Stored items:
::::

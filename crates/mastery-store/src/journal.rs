//! Journal-backed storage implementation.

use std::path::{Path, PathBuf};

use chrono::{DateTime, Utc};
use mastery_core::{EvidenceDraft, EvidenceRecord, LearnerId, Level, VerificationStatus};
use mastery_journal::{JournalReader, JournalWriter, ReadMode, WriteOptions};
use tracing::{debug, warn};

use crate::entry::{parse_entry, to_entry_json, LedgerEntry, StatusReset};
use crate::error::StoreError;
use crate::filter::EvidenceFilter;
use crate::index::LedgerIndex;
use crate::traits::{EvidenceLedger, StatusStore};

/// Store persisted to a single `.mvj` journal.
///
/// Opening replays the journal into memory. Every write first catches up on
/// frames appended by other writers, then appends its entry and reads it back,
/// so the in-memory index only ever reflects what is on disk.
pub struct JournalStore {
    path: PathBuf,
    index: LedgerIndex,
    writer: JournalWriter,
    reader: JournalReader,
}

impl JournalStore {
    /// Opens (or creates) a journal store with default write options.
    pub fn open<P: AsRef<Path>>(path: P) -> Result<Self, StoreError> {
        Self::open_with(path, WriteOptions::default())
    }

    /// Opens (or creates) a journal store.
    pub fn open_with<P: AsRef<Path>>(path: P, options: WriteOptions) -> Result<Self, StoreError> {
        let path = path.as_ref().to_path_buf();
        let writer = JournalWriter::open(&path, options)?;
        let reader = JournalReader::open(&path, ReadMode::Permissive)?;
        let mut store = Self {
            path,
            index: LedgerIndex::new(),
            writer,
            reader,
        };
        let replayed = store.catch_up()?;
        store.drop_torn_tail()?;
        debug!(
            path = %store.path.display(),
            entries = replayed,
            evidence = store.index.evidence_len(),
            "replayed mastery journal"
        );
        Ok(store)
    }

    /// Path of the backing journal.
    pub fn path(&self) -> &Path {
        &self.path
    }

    /// Applies entries appended since the last read. Returns how many were applied.
    pub fn catch_up(&mut self) -> Result<usize, StoreError> {
        let mut applied = 0;
        while let Some(json) = self.reader.read_entry()? {
            self.index.apply(parse_entry(&json)?);
            applied += 1;
        }
        Ok(applied)
    }

    /// Truncates a partial frame left behind by a writer that died mid-append,
    /// so the next append does not land after it.
    fn drop_torn_tail(&mut self) -> Result<(), StoreError> {
        let end = self.reader.position();
        let len = self.writer.file_len()?;
        if end < len {
            warn!(
                path = %self.path.display(),
                offset = end,
                dropped = len - end,
                "truncating torn journal tail"
            );
            self.writer.truncate(end)?;
        }
        Ok(())
    }

    fn write(&mut self, entry: &LedgerEntry) -> Result<(), StoreError> {
        let json = to_entry_json(entry)?;
        self.writer.append_entry(&json)?;
        self.catch_up()?;
        Ok(())
    }
}

impl EvidenceLedger for JournalStore {
    fn append_evidence(
        &mut self,
        draft: EvidenceDraft,
        recorded_at: DateTime<Utc>,
    ) -> Result<EvidenceRecord, StoreError> {
        self.catch_up()?;
        let record = EvidenceRecord::seal(draft, self.index.next_seq(), recorded_at)?;
        self.write(&LedgerEntry::Evidence(record.clone()))?;
        Ok(record)
    }

    fn scan_evidence(&self, filter: &dyn EvidenceFilter) -> Result<Vec<EvidenceRecord>, StoreError> {
        Ok(self.index.scan(filter))
    }

    fn refresh(&mut self) -> Result<usize, StoreError> {
        self.catch_up()
    }
}

impl StatusStore for JournalStore {
    fn get_status(
        &self,
        learner_id: &LearnerId,
        level: Level,
    ) -> Result<Option<VerificationStatus>, StoreError> {
        Ok(self.index.status(learner_id, level).cloned())
    }

    fn statuses_for(&self, learner_id: &LearnerId) -> Result<Vec<VerificationStatus>, StoreError> {
        Ok(self.index.statuses_for(learner_id))
    }

    fn put_status(&mut self, status: VerificationStatus) -> Result<VerificationStatus, StoreError> {
        self.catch_up()?;
        let stored = self.index.prepare_put(status)?;
        self.write(&LedgerEntry::Status(stored.clone()))?;
        Ok(stored)
    }

    fn remove_status(
        &mut self,
        learner_id: &LearnerId,
        level: Level,
        removed_at: DateTime<Utc>,
    ) -> Result<bool, StoreError> {
        self.catch_up()?;
        if self.index.status(learner_id, level).is_none() {
            return Ok(false);
        }
        self.write(&LedgerEntry::StatusReset(StatusReset {
            learner_id: learner_id.clone(),
            target_level: level,
            reset_at: removed_at,
        }))?;
        Ok(true)
    }
}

::::

Beginning at the first line of the records, retype exactly every line up to and including the one with "use crate::filter::EvidenceFilter;".

filename crates/mastery-store/src/journal.rs
//! Journal-backed storage implementation.

use std::path::{Path, PathBuf};

use chrono::{DateTime, Utc};
use mastery_core::{EvidenceDraft, EvidenceRecord, LearnerId, Level, VerificationStatus};
use mastery_journal::{JournalReader, JournalWriter, ReadMode, WriteOptions};
use tracing::{debug, warn};

use crate::entry::{parse_entry, to_entry_json, LedgerEntry, StatusReset};
use crate::error::StoreError;
use crate::filter::EvidenceFilter;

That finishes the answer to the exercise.